The Healer's War by Elizabeth Scarborough

The Healer's War was the last book in the first theme for my in-person SF/F book club (reading the same books as my online version, but a couple of months ahead.) We wrapped up Post-War Science Fiction (and Fantasy) with the only book written by a woman, and were supposed to discuss it last night. Of course, the scheduling demons intervened, and four people cancelled out separately because things came up at the last minute, so it was just my husband and I at the pub talking about it. Which was okay, but I hope the start of the next theme next month shows a bit of a renaissance, because I've been very much enjoying this project, and lord, do I ever need things going on that I enjoy.

Still, we spent most of our beer-drinking time talking about the book, so I'll count it as a win. And one thing that kept coming up for both my husband and I was that this really wasn't a fantasy. Yes, there's an amulet in the book with a few magic powers, but it's in some ways such a minor part of a straight-forward Vietnam novel. The most magical power it seems to have (other than, you know, healing) is as a plot pass to get a white woman in among the Vietnamese people and then the Viet Cong without long-term injury.

The main character is, as Elizabeth Scarborough also was, a combat nurse in Vietnam. Kitty starts out being as insulated from the war as you can be when you have to hide under your bed several times a week during mortar fire - working at a hospital that mostly takes care of injured GIs, but also a few Vietnamese patients.

This part of the book lingers in great detail on her days, in ways that are really very compelling - and unfortunately, tend to mean that when the rushed epilogue happens, it's even more obvious that we're not going to spend time exploring this, not because she can't write those type of scenes, but because she's chosen not to. Maybe the publisher forced her to put the epilogue in, I don't know. But we linger here and we rush there, and a lot of that rushing is through landmined territory that maybe we should pick through and try to understand.
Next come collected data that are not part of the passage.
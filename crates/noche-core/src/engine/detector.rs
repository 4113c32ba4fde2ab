//! Mutual-like detection.

use crate::{
  Error, Result,
  decision::DecisionKind,
  error::TargetRejection,
  id::{EventId, PairKey, UserId},
  matching::{MatchInsert, MatchOutcome},
  retry::RetryPolicy,
  store::SwipeBackend,
};

/// Turns a committed like into a match when the reverse like exists.
///
/// Only the swipe engine calls this, and only after the like `liker -> liked`
/// is persisted. The existence check is a plain read; the creation step is
/// the store's atomic insert-if-absent on the canonical pair, so two likes
/// completing the same pair concurrently produce exactly one
/// [`MatchOutcome::Created`].
pub struct MatchDetector<'e, S> {
  backend: &'e S,
  retry:   &'e RetryPolicy,
}

impl<'e, S> MatchDetector<'e, S>
where
  S: SwipeBackend,
{
  pub fn new(backend: &'e S, retry: &'e RetryPolicy) -> Self { Self { backend, retry } }

  pub async fn try_create_match(
    &self,
    event_id: &EventId,
    liker: &UserId,
    liked: &UserId,
  ) -> Result<MatchOutcome> {
    let backend = self.backend;
    let reverse = self
      .retry
      .run("reverse decision lookup", move || backend.get(event_id, liked, liker))
      .await?;
    if !reverse.is_some_and(|d| d.kind == DecisionKind::Like) {
      return Ok(MatchOutcome::NoMatch);
    }

    let pair = PairKey::new(liker.clone(), liked.clone()).ok_or_else(|| {
      Error::InvalidTarget { target: liked.clone(), reason: TargetRejection::SelfSwipe }
    })?;
    let pair = &pair;
    let inserted = self
      .retry
      .run("match insert", move || backend.insert_match_if_absent(event_id, pair))
      .await?;

    Ok(match inserted {
      MatchInsert::Created(record) => {
        tracing::info!(
          event = %event_id,
          user_a = %record.user_a,
          user_b = %record.user_b,
          match_id = %record.match_id,
          "match created"
        );
        MatchOutcome::Created(record)
      }
      MatchInsert::Existing(record) => {
        tracing::debug!(event = %event_id, match_id = %record.match_id, "match already exists");
        MatchOutcome::AlreadyMatched(record)
      }
    })
  }
}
Back to the plot! When a new doctor starts who despises the Vietnamese patients, Kitty decides to try to take one young boy to another hospital in a larger city, run by her former charge nurse. She's toting a magic amulet that she doesn't really understand yet, although she's learning it lets her see auras. (And it will help her heal people, yes.) But the helicopter she is in gets shots down, and she and Ahn are lost in the jungle, where they encounter a fairly deranged American GI, a Vietnamese village that will come to trust her after she kills a giant snake, then heals some of the victims, then captured by the Viet Cong, forced to witness atrocities, found by Americans, forced to almost be subject to atrocities by the Americans, and finally go home to where no one understands what she's been through.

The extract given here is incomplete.